Last month, the school board approved a retroactive 5 percent increase in pay for teachers as well as providing them a one-time $2,500 bonus.
Yet lost in the euphoria over increased funding are some brutal realities. Even as the teachers’ raise and bonus were approved, district budget experts warned LAUSD faced structural budget deficits in future years — massive ones. The most obvious reason is the plunge in enrollment. It went down by 4 percent in the 2020-21 school year and is down 6 percent this school year. Enrollment peaked at about 747,000 in 2002-03. Now it is 439,000.
Given that the fundamental determinant of state aid to districts is the average daily attendance (ADA) formula, the Los Angeles Unified board would have been better served by setting up as big a rainy-day fund as possible, not handing out raises and bonuses. Instead, the district budget’s “unassigned ending balance” — the amount of money left in the coffers at the end of the school year, an ideal source of rainy-day funding — is estimated to drop from $1.3 billion in 2021-22 to $113 million in 2023-24.
But the single biggest reason that L.A. Unified is headed for its rendezvous with FCMAT is that it was on course to do so three years ago when state funding was at regular levels, and not fueled by vast capital-gains tax revenue. And state funding is sure to return to regular levels. As Jerry Brown loves to point out, it is folly to make long-term budget plans that presume this most volatile of all revenue sources will never go down.
But that is just what LAUSD has done. Buried in the 156-page budget is a note that says the district expects the state to supplement the baseline Proposition 98 funding going to schools by the same amount in 2022-23 as in 2021-22. The stock market boom, you see, is never going to end.
Such thinking produced chaos in Sacramento after the Great Recession’s onset led to a 20 percent loss in state revenue in 2009. An encore looms. And when it happens, California’s biggest school district will fall the hardest.

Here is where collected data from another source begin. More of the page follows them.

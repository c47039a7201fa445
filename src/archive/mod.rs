//! Backup artifacts and their on-disk layout.
//!
//! Every artifact lives in its own directory below the destination root:
//!
//! ```text
//! <destination>/<id>/files.tar.gz
//! <destination>/<id>/database.sql.gz
//! <destination>/<id>/manifest.json
//! ```
//!
//! There is no registry besides the filesystem: artifacts are discovered by
//! scanning the destination for manifests.

pub mod checksum;
pub mod producer;
pub mod scan;

use std::fmt;
use std::fs;
use std::io::{self, Write};
use std::path::{Path, PathBuf};
use std::str::FromStr;

use chrono::{DateTime, NaiveDateTime, TimeZone, Utc};
use clap::ValueEnum;
use derive_more::{Display, Error};

use crate::backends::CompressionTool;

pub use producer::{ArchiveProducer, ProductionError};

pub const MANIFEST_FILE: &str = "manifest.json";
pub const DUMP_FILE: &str = "database.sql.gz";
const FILES_STEM: &str = "files";
const ID_FORMAT: &str = "%Y%m%dT%H%M%S%.3f";

/// Identifier of an artifact, derived from its creation time in milliseconds.
///
/// Ids of one destination are strictly increasing.
#[derive(Copy, Clone, Debug, PartialEq, Eq, PartialOrd, Ord, Hash)]
pub struct ArtifactId(i64);

#[derive(Debug, Display, Error)]
#[display("Invalid artifact id: {_0}")]
pub struct InvalidArtifactId(#[error(ignore)] String);

impl ArtifactId {
    pub fn from_datetime(time: DateTime<Utc>) -> Self {
        Self(time.timestamp_millis())
    }

    pub fn datetime(&self) -> DateTime<Utc> {
        Utc.timestamp_millis_opt(self.0)
            .single()
            .unwrap_or(DateTime::<Utc>::MIN_UTC)
    }

    /// The id for an artifact created at `now`, strictly greater than `latest`.
    pub fn next(now: DateTime<Utc>, latest: Option<ArtifactId>) -> Self {
        let candidate = Self::from_datetime(now);
        match latest {
            Some(latest) if latest >= candidate => Self(latest.0 + 1),
            _ => candidate,
        }
    }
}

impl fmt::Display for ArtifactId {
    fn fmt(&self, f: &mut fmt::Formatter<'_>) -> fmt::Result {
        write!(f, "{}Z", self.datetime().format(ID_FORMAT))
    }
}

impl FromStr for ArtifactId {
    type Err = InvalidArtifactId;

    fn from_str(s: &str) -> Result<Self, Self::Err> {
        let trimmed = s.trim().trim_end_matches('Z');
        NaiveDateTime::parse_from_str(trimmed, ID_FORMAT)
            .map(|naive| Self::from_datetime(naive.and_utc()))
            .map_err(|_| InvalidArtifactId(s.to_string()))
    }
}

impl serde::Serialize for ArtifactId {
    fn serialize<S: serde::Serializer>(&self, serializer: S) -> Result<S::Ok, S::Error> {
        serializer.collect_str(self)
    }
}

impl<'de> serde::Deserialize<'de> for ArtifactId {
    fn deserialize<D: serde::Deserializer<'de>>(deserializer: D) -> Result<Self, D::Error> {
        let s = String::deserialize(deserializer)?;
        s.parse().map_err(serde::de::Error::custom)
    }
}

#[derive(
    Copy, Clone, Debug, Display, Default, PartialEq, Eq, ValueEnum, serde::Serialize, serde::Deserialize,
)]
#[serde(rename_all = "lowercase")]
pub enum BackupType {
    /// Archive every selected file.
    #[default]
    #[display("full")]
    Full,
    /// Archive only files changed since the previous verified artifact.
    #[display("incremental")]
    Incremental,
}

/// Lifecycle of an artifact.
#[derive(Copy, Clone, Debug, Display, PartialEq, Eq, serde::Serialize, serde::Deserialize)]
#[serde(rename_all = "snake_case")]
pub enum ArtifactStatus {
    #[display("in progress")]
    InProgress,
    #[display("verified")]
    Verified,
    #[display("failed")]
    Failed,
    #[display("purged")]
    Purged,
}

/// Metadata of an artifact, persisted as `manifest.json`.
#[derive(Clone, Debug, PartialEq, Eq, serde::Serialize, serde::Deserialize)]
pub struct Manifest {
    pub id: ArtifactId,
    pub created_at: DateTime<Utc>,
    pub backup_type: BackupType,
    /// Previous artifact an incremental artifact builds upon.
    #[serde(default, skip_serializing_if = "Option::is_none")]
    pub base: Option<ArtifactId>,
    pub source_size_bytes: u64,
    pub file_count: u64,
    /// Digest of the archived content, see [`checksum::ContentDigest`].
    pub checksum: String,
    /// SHA-256 of the compressed archive file.
    pub archive_digest: String,
    pub compression: CompressionTool,
    pub files_archive: String,
    #[serde(default, skip_serializing_if = "Option::is_none")]
    pub database_dump: Option<String>,
    #[serde(default, skip_serializing_if = "Option::is_none")]
    pub database: Option<String>,
    pub status: ArtifactStatus,
    /// Reason of a failed verification.
    #[serde(default, skip_serializing_if = "Option::is_none")]
    pub failure: Option<String>,
}

impl Manifest {
    /// Age of the artifact at `now` in whole days.
    pub fn age_days(&self, now: DateTime<Utc>) -> i64 {
        (now - self.created_at).num_days()
    }
}

/// Errors on reading artifacts from the destination.
#[derive(Debug, Display, Error)]
pub enum ArtifactError {
    #[display("Artifact {_0} not found")]
    NotFound(#[error(ignore)] ArtifactId),
    #[display("Accessing {} failed: {source}", path.display())]
    Io { path: PathBuf, source: io::Error },
    #[display("Manifest {} is invalid: {source}", path.display())]
    Manifest {
        path: PathBuf,
        source: serde_json::Error,
    },
}

/// Files selected by a dry run.
#[derive(Copy, Clone, Debug, Default, PartialEq, Eq)]
pub struct Plan {
    pub files: u64,
    pub bytes: u64,
}

/// An artifact of one backup run.
#[derive(Clone, Debug)]
pub struct BackupArtifact {
    dir: PathBuf,
    pub manifest: Manifest,
    /// Set for the synthetic artifact of a dry run, which must never be
    /// treated as a real artifact.
    pub dry_run_plan: Option<Plan>,
}

impl BackupArtifact {
    pub(crate) fn new(dir: PathBuf, manifest: Manifest) -> Self {
        Self {
            dir,
            manifest,
            dry_run_plan: None,
        }
    }

    /// Load the artifact stored in `dir`.
    pub fn load(dir: &Path) -> Result<Self, ArtifactError> {
        let path = dir.join(MANIFEST_FILE);
        let content = fs::read(&path).map_err(|source| ArtifactError::Io {
            path: path.clone(),
            source,
        })?;
        let manifest = serde_json::from_slice(&content)
            .map_err(|source| ArtifactError::Manifest { path, source })?;

        Ok(Self::new(dir.to_path_buf(), manifest))
    }

    pub fn id(&self) -> ArtifactId {
        self.manifest.id
    }

    pub fn status(&self) -> ArtifactStatus {
        self.manifest.status
    }

    pub fn is_dry_run(&self) -> bool {
        self.dry_run_plan.is_some()
    }

    pub fn dir(&self) -> &Path {
        &self.dir
    }

    pub fn files_archive_path(&self) -> PathBuf {
        self.dir.join(&self.manifest.files_archive)
    }

    pub fn database_dump_path(&self) -> Option<PathBuf> {
        self.manifest
            .database_dump
            .as_ref()
            .map(|dump| self.dir.join(dump))
    }

    pub fn manifest_path(&self) -> PathBuf {
        self.dir.join(MANIFEST_FILE)
    }

    /// Persist the manifest, replacing the previous one atomically.
    pub fn save(&self) -> io::Result<()> {
        let path = self.manifest_path();
        let tmp = self.dir.join(format!("{MANIFEST_FILE}.tmp"));

        let json = serde_json::to_vec_pretty(&self.manifest).map_err(io::Error::other)?;
        let mut file = fs::File::create(&tmp)?;
        file.write_all(&json)?;
        file.sync_all()?;
        fs::rename(&tmp, &path)
    }

    /// Update the status and persist it.
    pub fn set_status(&mut self, status: ArtifactStatus, failure: Option<String>) -> io::Result<()> {
        log::debug!(target: "archive", "Artifact {} is now {status}", self.id());
        self.manifest.status = status;
        self.manifest.failure = failure;
        self.save()
    }
}

/// File name of the files archive for `tool`.
pub fn files_archive_name(tool: CompressionTool) -> String {
    format!("{FILES_STEM}.{}", tool.extension())
}

pub fn artifact_dir(root: &Path, id: ArtifactId) -> PathBuf {
    root.join(id.to_string())
}

/// All artifacts below `root`, newest first.
///
/// Directories without a readable manifest are skipped.
pub fn list(root: &Path) -> Result<Vec<BackupArtifact>, ArtifactError> {
    let mut artifacts = Vec::new();
    if !root.exists() {
        return Ok(artifacts);
    }

    let entries = fs::read_dir(root).map_err(|source| ArtifactError::Io {
        path: root.to_path_buf(),
        source,
    })?;
    for entry in entries {
        let entry = entry.map_err(|source| ArtifactError::Io {
            path: root.to_path_buf(),
            source,
        })?;
        let path = entry.path();
        if !path.is_dir() {
            continue;
        }
        if !path.join(MANIFEST_FILE).is_file() {
            log::debug!(target: "archive", "Ignoring {} without manifest", path.display());
            continue;
        }

        match BackupArtifact::load(&path) {
            Ok(artifact) => artifacts.push(artifact),
            Err(e) => log::warn!(target: "archive", "Skipping artifact: {e}"),
        }
    }

    artifacts.sort_by(|a, b| {
        b.manifest
            .created_at
            .cmp(&a.manifest.created_at)
            .then(b.id().cmp(&a.id()))
    });
    Ok(artifacts)
}

/// Find the artifact `id` below `root`.
pub fn find(root: &Path, id: ArtifactId) -> Result<BackupArtifact, ArtifactError> {
    let dir = artifact_dir(root, id);
    if !dir.join(MANIFEST_FILE).is_file() {
        return Err(ArtifactError::NotFound(id));
    }

    BackupArtifact::load(&dir)
}

/// Newest verified artifact below `root`.
pub fn latest_verified(root: &Path) -> Result<Option<BackupArtifact>, ArtifactError> {
    Ok(list(root)?
        .into_iter()
        .find(|artifact| artifact.status() == ArtifactStatus::Verified))
}

/// Highest id present below `root`, whatever its status.
pub fn latest_id(root: &Path) -> Result<Option<ArtifactId>, ArtifactError> {
    Ok(list(root)?.iter().map(BackupArtifact::id).max())
}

Memory Lane Department: Twenty-two years ago this month, Time magazine ran a piece with this headline and teaser: “Gray Davis: The Most Fearless Governor in America. California thought it was electing a timid, inoffensive Governor. Instead, Gray Davis is knocking heads, even passing HMO reform.” When an editor in The Orange County Register newsroom told me the headline, I laughed, thinking he was making a joke. The Time article was published two weeks after Davis gave final approval to Senate Bill 400, providing most state employees — whose unions were the main force behind Davis’ 1998 election — a 50 percent retroactive pension increase. Pension payments from the state general fund have gone up nearly 400 percent since then as a result. Many adjectives to describe Davis come to mind before “fearless.”
Penal Rental Department: In Alameda County, a 714-square-foot, one-bedroom apartment in the AVE Emeryville complex is going for $3,400 a month. Evidently the fact that Emeryville has the highest violent crime rate of any city in California isn’t keeping housing costs down. A website that covers the city — the amusingly named E’ville Eye — notes that there is “no significant slowdown in sight” to surging rent. But there is good news for city residents. The growth in the homeless population has leveled off, and a repeat of the 513 percent increase seen in 2019 is unlikely.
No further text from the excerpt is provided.